Math is about ideas. “In the US especially, they keep using this phrase, ‘Do the math’ when they’re discussing elections, percentages, how much money is owed and so on,” Suri says. “What they mean is, ‘Do the arithmetic’. Arithmetic is essential but just a small part of mathematics.” What lies beyond is the study of patterns: The way multiplication tables work, how trees branch out in the same manner as the air vessels in our lungs do. Math is a way for us to make sense of how structures divide and repeat. How galaxies spiral and how the same spirals show up in seashells. “Once you’re not obsessed with finding the right answer, you can ask larger questions, make larger connections,” Suri says.

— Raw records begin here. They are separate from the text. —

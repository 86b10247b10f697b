use super::*;
use glam::IVec3;

#[test]
fn padded_indexing_roundtrips() {
    let frame = VoxelFrame::new(IVec3::new(3, 2, 4)).unwrap();
    assert_eq!(frame.padded_dims(), IVec3::new(4, 3, 5));

    let p = IVec3::new(2, 1, 3);
    let i = frame.linear_index(p).unwrap();
    assert_eq!(i, 2 + 4 + 3 * 12);
    assert_eq!(frame.position_of(i), p);
    assert_eq!(frame.linear_index(IVec3::new(4, 0, 0)), None);
    assert_eq!(frame.linear_index(IVec3::new(-1, 0, 0)), None);
}

#[test]
fn set_rejects_padding_plane_and_outside() {
    let mut frame = VoxelFrame::new(IVec3::new(2, 2, 2)).unwrap();
    frame.set(IVec3::new(1, 1, 1), 7).unwrap();
    assert!(frame.set(IVec3::new(2, 0, 0), 1).is_err());
    assert!(frame.set(IVec3::new(0, -1, 0), 1).is_err());
    assert!(frame.is_occupied(IVec3::new(1, 1, 1)));
    assert!(!frame.is_occupied(IVec3::new(0, 0, 0)));
    assert!(!frame.is_occupied(IVec3::new(9, 9, 9)));
    assert_eq!(frame.cells().collect::<Vec<_>>(), vec![(1 + 3 + 9, 7)]);
}

#[test]
fn zero_sized_frame_is_invalid() {
    assert!(VoxelFrame::new(IVec3::new(0, 1, 1)).is_err());
}

#[test]
fn lookups_report_missing_nodes() {
    let g = SceneGraph::default();
    assert!(matches!(g.frame(0), Err(IsovoxError::Scene(_))));
    assert!(matches!(g.shape(3), Err(IsovoxError::Scene(_))));
    assert!(matches!(g.transform(1), Err(IsovoxError::Scene(_))));
    assert!(matches!(g.group(0), Err(IsovoxError::Scene(_))));
    assert_eq!(g.color(5), [0, 0, 0, 255]);
}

Math is bigger than the universe. “This goes back to the Greek philosopher Plato, who believed that all mathematics resided in a place outside our visible universe, and was thus, in a way, alive,” Suri says. Math exists regardless and outside of our experience of it, Suri says. And here’s where it gets interesting. Because this means math existed in the nothingness that predated the Big Bang. “How do you represent nothing? With zero,” Suri says.

“Mathematicians view everything as a set, a collection of objects such as the words in a book, the people in a room. If the room is empty, you get an empty set.” But think about it mathematically and the set is no longer empty, there’s one element: 0.

Turn that into a subset by creating a set around it, and you get to 1. “And once you have 1, you can form its successor… Keep this process going and you get 1, then 2 and 3, and pretty much soon, it’s like a chain reaction that has set off an explosion. This is what I call the Big Bang of Numbers.”

Math sits at odds with Nature. Think of nature as the great disruptor. Where math envisions straight lines, perfect circles, absolute symmetry, none of those exist in the natural world. “It’s almost like nature is a little jealous of mathematics,” Suri says. “She tries to put her own stamp on things, bringing in unpredictability, making a mistake on purpose to show that a separate creator was involved.”

Math is agnostic. Suri’s book suggests that math has no religious value. It answers no fundamental questions for humanity. “Math is often called the Queen of Sciences,” Suri says. “But it’s a humble queen, one who works behind the scenes to help the other sciences develop.” We use math to calculate atoms, measure light years, create chemical formulae, decode the human genome, study earthquakes. “It does ask one fundamental question: Were we created by a Supreme Being or a random occurrence? Maybe, like Plato’s math, the universe was always there. But it’s also possible that it was created from nothing.” Either way, that’s not a question that math can answer.

Math contains an infinity of infinities. This idea was developed by the German mathematician Georg Cantor in the late 1800s and governs how we approach set theory. “If you start counting 0, 1, 2, 3 and so on, you know you’ll go on to infinity,” Suri says. Cantor worked out that, in the same way, between 0 and 1 lie an infinite number of points or instants. “So you end up with a higher infinity of instance between numbers than from 0 to infinity. I think it shows that mathematics itself is endless.”

This is a concept that non-mathematicians grapple with. “Someone I was once dating told me that they knew all the mathematics in the world,” Suri says. “I was very confused. No one can possibly know it all, because there are always more infinities, more questions. It keeps creating new problems. That’s what’s so interesting about it. Needless to say, we didn’t date for long.”

Math can only do so much. Suri says he spent a lot of time thinking about the idea of empty space while writing his book. Even religious myths don’t seek to explain who created the empty space that the universe now occupies. “Mathematicians have to ask, ‘How do you get empty space?’” he says. Some problems, however, don’t need more math. Suri says he also dwells, just like everyone else, on the climate crisis and the future. “We can come up with endless formulas, but if we don’t act on them, math alone is not going to save us.”